This separation between the pre-Crisis Earth-Two and post-Crisis Earth-2 is formally established in Justice Society of America (vol. 3) Annual #1 (2008), with a story titled "Earth 2 Chapter One: Golden Age", in which the New Earth Power Girl arrives on post-Crisis Earth-2. Thinking that she has returned home to her long destroyed pre-Crisis Earth-Two. Power Girl crash lands and unconscious, on the closest parallel of the 52 Multiverse, the post-Crisis Earth-2, which appears similar to the pre-Crisis Earth-Two. She is found by the post-Crisis Earth-2 Huntress, who thinks she is her long-missing best friend, the Power Girl native to this world. In this new reality, the Justice Society of America has merged with Infinity, Inc. and is now known as Justice Society Infinity. Initially, Power Girl believes she has returned home, until the missing post-Crisis Earth-2 Power Girl reappears and declares that the other Power Girl is an impostor, and has caused the disappearance of the post-Crisis Earth-2 Superman. This turn of events results in the post-Crisis Earth-2 Power Girl and the Justice Society Infinity to go after the New Earth Power Girl.

The Power Girl of New Earth recruits the post-Crisis Earth-2 Michael Holt, who is a physics professor and father and has never become a costumed hero, to help her return to her source Earth. Holt constructs a device similar to the Cosmic treadmill used by Barry Allen to open a portal to New Earth. The Power Girl of New Earth returns home, followed by the Justice Society Infinity, who kidnap her and take her back to post-Crisis Earth-2. During the confrontation, Green Lantern and Jade are initially confused when they see each other, as the post-Crisis Earth-2 Jade's father, Alan Scott, is dead, and New Earth's Jade is dead as well. The JSI interrogate Power Girl for information on the post-Crisis Earth-2 Superman's whereabouts. The post-Crisis Earth-2 Power Girl assumes that the Superman the New Earth Power Girl said was dead was the post-Crisis Earth-2 Superman (rather than Kal-L who was killed by Superboy-Prime) and that the New Earth Power Girl had killed him. The Justice Society of New Earth arrives to stop her torture. Starman reveals that the re-creation of the Multiverse led to the creation of a Power Girl and Superman native to this new universe, post-Crisis Earth-2 and that the post-Crisis Earth-2 Superman is still alive. The Power Girl of New Earth then returns home along with her Justice Society but with no apology from her counterpart nor from the post-Crisis Earth-2 Huntress for their actions against her.

Earth 2 in "The New 52"

In September 2011, The New 52 rebooted DC's continuity. In this new timeline, the Earth-2 concept has been revived and is covered in two series; Worlds' Finest, which focuses on the adventures of the Huntress and Power Girl on New Earth written by Paul Levitz, and Earth 2, originally written by James Robinson and then by Tom Taylor, which features the formation of the Justice Society. James Robinson, the original writer of Earth 2, describes the new Earth 2 as a complete reboot of the concept, with superheroes only just now appearing, similar to the "young hero" concept for the New 52 continuity, and with revamped costume designs.

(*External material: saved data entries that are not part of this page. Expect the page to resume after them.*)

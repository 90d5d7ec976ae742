//! Content-based registration for sparse drawings.
//!
//! Line drawings with few distinct corners (a handful of rectangles on a
//! blank sheet) do not give the keypoint matcher enough unambiguous
//! correspondences. Here the ink itself is the evidence: a translation is
//! searched coarse to fine so that as much of the old page's content as
//! possible lands on content in the new page.

use image::{GrayImage, RgbImage};

use crate::config::AlignmentConfig;
use crate::error::AlignError;

use super::transform::{AlignmentMethod, AlignmentResult, Transform2D};

/// Pages with less content than this cannot be registered reliably.
pub const MIN_CONTENT_PIXELS: usize = 64;
/// Downsampling factors, coarsest first.
const FACTORS: [u32; 4] = [8, 4, 2, 1];
/// Search radius, in cells, around the estimate carried down from the coarser level.
const REFINE_RADIUS: i64 = 2;

/// Binary content map: `true` where a pixel is darker than the content threshold.
#[derive(Debug, Clone, PartialEq, Eq)]
struct ContentMask {
    width: u32,
    height: u32,
    cells: Vec<bool>,
}

impl ContentMask {
    fn from_gray(gray: &GrayImage, threshold: u8) -> Self {
        let (width, height) = gray.dimensions();
        Self {
            width,
            height,
            cells: gray.pixels().map(|p| p.0[0] < threshold).collect(),
        }
    }

    fn get(&self, x: i64, y: i64) -> bool {
        if x < 0 || y < 0 || x >= self.width as i64 || y >= self.height as i64 {
            return false;
        }
        self.cells[(y as u32 * self.width + x as u32) as usize]
    }

    fn count(&self) -> usize {
        self.cells.iter().filter(|&&c| c).count()
    }

    /// Max-pools `factor` x `factor` blocks, so thin lines survive.
    fn downsample(&self, factor: u32) -> Self {
        if factor <= 1 {
            return self.clone();
        }
        let width = self.width.div_ceil(factor);
        let height = self.height.div_ceil(factor);
        let mut cells = vec![false; (width * height) as usize];
        for y in 0..self.height {
            for x in 0..self.width {
                if self.cells[(y * self.width + x) as usize] {
                    cells[((y / factor) * width + x / factor) as usize] = true;
                }
            }
        }
        Self {
            width,
            height,
            cells,
        }
    }

    fn points(&self) -> Vec<(i64, i64)> {
        let mut points = Vec::new();
        for y in 0..self.height {
            for x in 0..self.width {
                if self.cells[(y * self.width + x) as usize] {
                    points.push((x as i64, y as i64));
                }
            }
        }
        points
    }
}

/// How many of `points`, shifted by `(dx, dy)`, land on content in `target`.
fn overlap(points: &[(i64, i64)], target: &ContentMask, dx: i64, dy: i64) -> usize {
    points
        .iter()
        .filter(|&&(x, y)| target.get(x + dx, y + dy))
        .count()
}

/// Best shift within `radius` of `center`. Ties go to the smaller shift.
fn search(
    points: &[(i64, i64)],
    target: &ContentMask,
    center: (i64, i64),
    radius: i64,
) -> ((i64, i64), usize) {
    let mut best = (center, overlap(points, target, center.0, center.1));
    for dy in center.1 - radius..=center.1 + radius {
        for dx in center.0 - radius..=center.0 + radius {
            let score = overlap(points, target, dx, dy);
            let better = score > best.1
                || (score == best.1 && dx.abs() + dy.abs() < best.0 .0.abs() + best.0 .1.abs());
            if better {
                best = ((dx, dy), score);
            }
        }
    }
    best
}

/// Estimates the translation that best puts the old page's content on the
/// new page's content. The inlier ratio is the fraction of old content
/// pixels that land on new content.
pub fn register_content(
    old: &GrayImage,
    new: &GrayImage,
    config: &AlignmentConfig,
    content_threshold: u8,
) -> Result<AlignmentResult, AlignError> {
    let old_mask = ContentMask::from_gray(old, content_threshold);
    let new_mask = ContentMask::from_gray(new, content_threshold);
    let found = old_mask.count().min(new_mask.count());
    if found < MIN_CONTENT_PIXELS {
        return Err(AlignError::InsufficientFeatures {
            found,
            required: MIN_CONTENT_PIXELS,
        });
    }

    let (width, height) = new.dimensions();
    let max_shift = (f64::from(width.max(height)) * config.max_registration_shift).ceil() as i64;

    let mut shift = (0_i64, 0_i64);
    let mut previous: Option<u32> = None;
    let mut score = 0;
    for factor in FACTORS {
        let old_level = old_mask.downsample(factor);
        let new_level = new_mask.downsample(factor);
        let radius = match previous {
            None => (max_shift + i64::from(factor) - 1) / i64::from(factor),
            Some(coarser) => {
                let step = i64::from(coarser / factor);
                shift = (shift.0 * step, shift.1 * step);
                REFINE_RADIUS
            }
        };
        let (best, best_score) = search(&old_level.points(), &new_level, shift, radius);
        shift = best;
        score = best_score;
        previous = Some(factor);
    }

    let total = old_mask.count();
    let ratio = score as f64 / total as f64;
    tracing::debug!(
        dx = shift.0,
        dy = shift.1,
        content_pixels = total,
        agreement = ratio,
        "Registered page content"
    );

    if ratio < config.min_inlier_ratio {
        return Err(AlignError::Alignment {
            inlier_ratio: ratio,
            threshold: config.min_inlier_ratio,
        });
    }

    Ok(AlignmentResult {
        transform: Transform2D::translation(shift.0 as f64, shift.1 as f64),
        inlier_ratio: ratio,
        correspondences: 0,
        inliers: 0,
        confidence: ratio,
        method: AlignmentMethod::Content,
    })
}

/// Searches integer translations within a few pixels of `start` at full
/// resolution. Used to settle a near-translation found by keypoints onto
/// the exact pixel grid. `None` when either page has too little content.
pub fn refine_translation(
    old: &GrayImage,
    new: &GrayImage,
    start: (f64, f64),
    content_threshold: u8,
) -> Option<AlignmentResult> {
    let old_mask = ContentMask::from_gray(old, content_threshold);
    let new_mask = ContentMask::from_gray(new, content_threshold);
    let total = old_mask.count();
    if total.min(new_mask.count()) < MIN_CONTENT_PIXELS {
        return None;
    }

    let center = (start.0.round() as i64, start.1.round() as i64);
    let (shift, score) = search(&old_mask.points(), &new_mask, center, REFINE_RADIUS);
    let ratio = score as f64 / total as f64;
    Some(AlignmentResult {
        transform: Transform2D::translation(shift.0 as f64, shift.1 as f64),
        inlier_ratio: ratio,
        correspondences: 0,
        inliers: 0,
        confidence: ratio,
        method: AlignmentMethod::Content,
    })
}

/// Fraction of the aligned old page's content that coincides with content
/// in the new page. `None` when the old page has too little content to
/// judge.
pub fn content_agreement(aligned_old: &RgbImage, new: &RgbImage, content_threshold: u8) -> Option<f64> {
    if aligned_old.dimensions() != new.dimensions() {
        return None;
    }
    let old_gray = image::imageops::grayscale(aligned_old);
    let new_gray = image::imageops::grayscale(new);

    let (mut content, mut shared) = (0_usize, 0_usize);
    for (old_pixel, new_pixel) in old_gray.pixels().zip(new_gray.pixels()) {
        if old_pixel.0[0] < content_threshold {
            content += 1;
            if new_pixel.0[0] < content_threshold {
                shared += 1;
            }
        }
    }
    (content >= MIN_CONTENT_PIXELS).then(|| shared as f64 / content as f64)
}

In Earth 2, Superman, Batman, Wonder Woman, and Catwoman seemingly gave their lives in order to repel the Apokoliptan invasion, leaving behind a world with no heroes. Supergirl and Robin (Helena Wayne) end up stranded in the mainstream universe towards the end of the invasion. When the Earth-2 Solomon Grundy threatens the world, three new heroes team up to defeat him: the Flash (Jay Garrick), Hawkgirl (Kendra Saunders), and Green Lantern (Alan Scott). In later issues, Mister Terrific (Michael Holt) from the mainstream universe joins the team. Other heroes who have made appearances include Dr. Fate (Khalid Ben-Hassin), the Atom (Al Pratt, now nuclear-powered), the Sandman (Wesley Dodds), Mister Miracle, and Big Barda. In addition, the heroes of the Earth get supported by the World Army. Villains include Solomon Grundy, a now-villainous Terry Sloan, Wotan, Steppenwolf and what was thought to be a surviving, Darkseid-brainwashed Superman, which turned out to be a very powerful but genetically unstable Bizarro-type clone. Writer James Robinson left the series with issue #16 and Tom Taylor became the new writer at #17. Other new characters introduced as the series progresses include a female Red Tornado (an android with the consciousness of Lois Lane that was uploaded into it by Sam Lane and Robotman), a hyper-intelligent knowledge-assimilator known as Accountable (Jimmy Olsen), a new Batman (Thomas Wayne using Miraclo), a new version of Aquawoman (Marella), and a new Superman (Val-Zod, a Kryptonian and a childhood friend of Power Girl's who had been imprisoned by Terry Sloan).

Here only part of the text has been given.